Only the closing portion of the entries is to be reproduced: the line containing "255 => self.out_buffer" through the very last line, exactly as written.

..........

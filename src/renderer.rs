use embassy_time::Instant;

#[cfg(feature = "esp32-log")]
use esp_println::println;

use crate::color::Rgb;
use crate::command::{CommandReceiver, LightCommand};
use crate::effect::{FrameContext, ModeId, ModeSlot};
use crate::math8::scale8;

/// Default global brightness.
pub const DEFAULT_BRIGHTNESS: u8 = 128;

/// Hour-of-day assumed before the host has synchronized time.
const DEFAULT_HOUR: f32 = 12.0;

/// Configuration for the scene engine
#[derive(Debug, Clone, Copy)]
pub struct SceneEngineConfig {
    pub mode: ModeId,
    pub brightness: u8,
    pub color: Rgb,
    pub rng_seed: u64,
}

impl Default for SceneEngineConfig {
    fn default() -> Self {
        Self {
            mode: ModeId::Off,
            brightness: DEFAULT_BRIGHTNESS,
            color: Rgb {
                r: 255,
                g: 255,
                b: 255,
            },
            rng_seed: 0x00c0_ffee,
        }
    }
}

/// Snapshot of engine state for status reporting.
#[derive(Debug, Clone, Copy, PartialEq, Eq)]
pub struct LightStatus {
    pub mode: ModeId,
    pub brightness: u8,
    pub color: Rgb,
}

/// Scene Engine - the main orchestrator
///
/// Owns the pixel buffer exclusively. Each call to [`SceneEngine::render`]
/// drains pending commands, runs the active scene when it is due, and
/// returns a brightness-scaled frame for the output sink.
pub struct SceneEngine<'a, const NUM_LEDS: usize, const COMMAND_CHANNEL_SIZE: usize> {
    // External dependencies and configuration
    commands: CommandReceiver<'a, COMMAND_CHANNEL_SIZE>,
    rng_seed: u64,

    // Internal state
    slot: ModeSlot,
    brightness: u8,
    color: Rgb,
    hour: f32,
    next_scene_frame: Instant,

    // Scenes draw into `frame_buffer`; brightness is applied only into
    // `out_buffer`, so a skipped frame is never scaled twice.
    frame_buffer: [Rgb; NUM_LEDS],
    out_buffer: [Rgb; NUM_LEDS],
}

impl<'a, const NUM_LEDS: usize, const COMMAND_CHANNEL_SIZE: usize>
    SceneEngine<'a, NUM_LEDS, COMMAND_CHANNEL_SIZE>
{
    /// Create a new scene engine reading commands from the channel.
    pub fn new(
        commands: CommandReceiver<'a, COMMAND_CHANNEL_SIZE>,
        config: &SceneEngineConfig,
    ) -> Self {
        Self {
            commands,
            rng_seed: config.rng_seed,
            slot: config.mode.to_slot(config.color, config.rng_seed),
            brightness: config.brightness,
            color: config.color,
            hour: DEFAULT_HOUR,
            next_scene_frame: Instant::from_millis(0),
            frame_buffer: [Rgb::default(); NUM_LEDS],
            out_buffer: [Rgb::default(); NUM_LEDS],
        }
    }

    /// Process one frame
    ///
    /// This is the main render loop step. Call this continuously.
    pub fn render(&mut self, now: Instant) -> &[Rgb] {
        self.process_commands();

        if now >= self.next_scene_frame {
            let ctx = FrameContext {
                now,
                hour: self.hour,
            };
            self.slot.render(&ctx, &mut self.frame_buffer);

            // Scenes with a coarse animation step are not re-rendered until
            // their interval elapses; the loop itself never blocks.
            self.next_scene_frame = match self.slot.frame_interval() {
                Some(interval) => now + interval,
                None => now,
            };
        }

        self.apply_brightness();
        &self.out_buffer
    }

    /// Process pending commands from the channel (non-blocking)
    fn process_commands(&mut self) {
        while let Ok(command) = self.commands.try_receive() {
            self.apply_command(&command);
        }
    }

    /// Apply one decoded control message.
    ///
    /// Field order matches the original dispatcher: power shortcut, mode,
    /// brightness, color. Color switches the scene to Basic.
    pub fn apply_command(&mut self, command: &LightCommand) {
        if let Some(power) = command.power {
            if power {
                if self.mode() == ModeId::Off {
                    self.set_mode(ModeId::Basic);
                }
            } else {
                self.set_mode(ModeId::Off);
            }
        }

        if let Some(mode) = command.mode {
            self.set_mode(mode);
        }

        if let Some(brightness) = command.brightness {
            self.set_brightness(brightness);
        }

        if let Some(color) = command.color {
            self.set_custom_color(color);
        }
    }

    /// Switch the active mode.
    ///
    /// The transition is atomic: the new scene starts from fresh state.
    /// Entering Off clears the buffer within the same frame, not the next.
    pub fn set_mode(&mut self, mode: ModeId) {
        self.slot = mode.to_slot(self.color, self.next_seed());
        if mode == ModeId::Off {
            self.frame_buffer = [Rgb::default(); NUM_LEDS];
        }
        // Render the new scene immediately regardless of the previous
        // scene's frame interval.
        self.next_scene_frame = Instant::from_millis(0);

        #[cfg(feature = "esp32-log")]
        println!("[scene] mode changed to: {}", mode.as_str());
    }

    /// Set the global brightness multiplier.
    ///
    /// Applied only in the output pass; per-pixel scene colors are untouched.
    pub fn set_brightness(&mut self, brightness: u8) {
        self.brightness = brightness;

        #[cfg(feature = "esp32-log")]
        println!("[scene] brightness set to: {}", brightness);
    }

    /// Store a custom color and switch to Basic mode.
    pub fn set_custom_color(&mut self, color: Rgb) {
        self.color = color;
        if self.mode() == ModeId::Basic {
            self.slot.set_color(color);
        } else {
            self.set_mode(ModeId::Basic);
        }
    }

    /// Update the wall-clock hour-of-day (e.g. 14.5 for 14:30).
    pub fn set_hour_of_day(&mut self, hour: f32) {
        self.hour = hour;
    }

    /// Currently active mode.
    pub const fn mode(&self) -> ModeId {
        self.slot.id()
    }

    /// Current global brightness.
    pub const fn brightness(&self) -> u8 {
        self.brightness
    }

    /// Current custom color.
    pub const fn color(&self) -> Rgb {
        self.color
    }

    /// State snapshot for the status reporter.
    pub const fn status(&self) -> LightStatus {
        LightStatus {
            mode: self.slot.id(),
            brightness: self.brightness,
            color: self.color,
        }
    }

    /// Derive a fresh seed per scene switch so repeated entries into the
    /// same mode do not replay the identical animation.
    fn next_seed(&mut self) -> u64 {
        self.rng_seed = self.rng_seed.wrapping_add(0x9e37_79b9_7f4a_7c15);
        self.rng_seed
    }

    fn apply_brightness(&mut self) {
        match self.brightness {
            255 => self.out_buffer = self.frame_buffer,
            0 => self.out_buffer = [Rgb::default(); NUM_LEDS],
            level => {
                for (out, src) in self.out_buffer.iter_mut().zip(&self.frame_buffer) {
                    out.r = scale8(src.r, level);
                    out.g = scale8(src.g, level);
                    out.b = scale8(src.b, level);
                }
            }
        }
    }
}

..........

**WORKED SOLUTION:**
            255 => self.out_buffer = self.frame_buffer,
            0 => self.out_buffer = [Rgb::default(); NUM_LEDS],
            level => {
                for (out, src) in self.out_buffer.iter_mut().zip(&self.frame_buffer) {
                    out.r = scale8(src.r, level);
                    out.g = scale8(src.g, level);
                    out.b = scale8(src.b, level);
                }
            }
        }
    }
}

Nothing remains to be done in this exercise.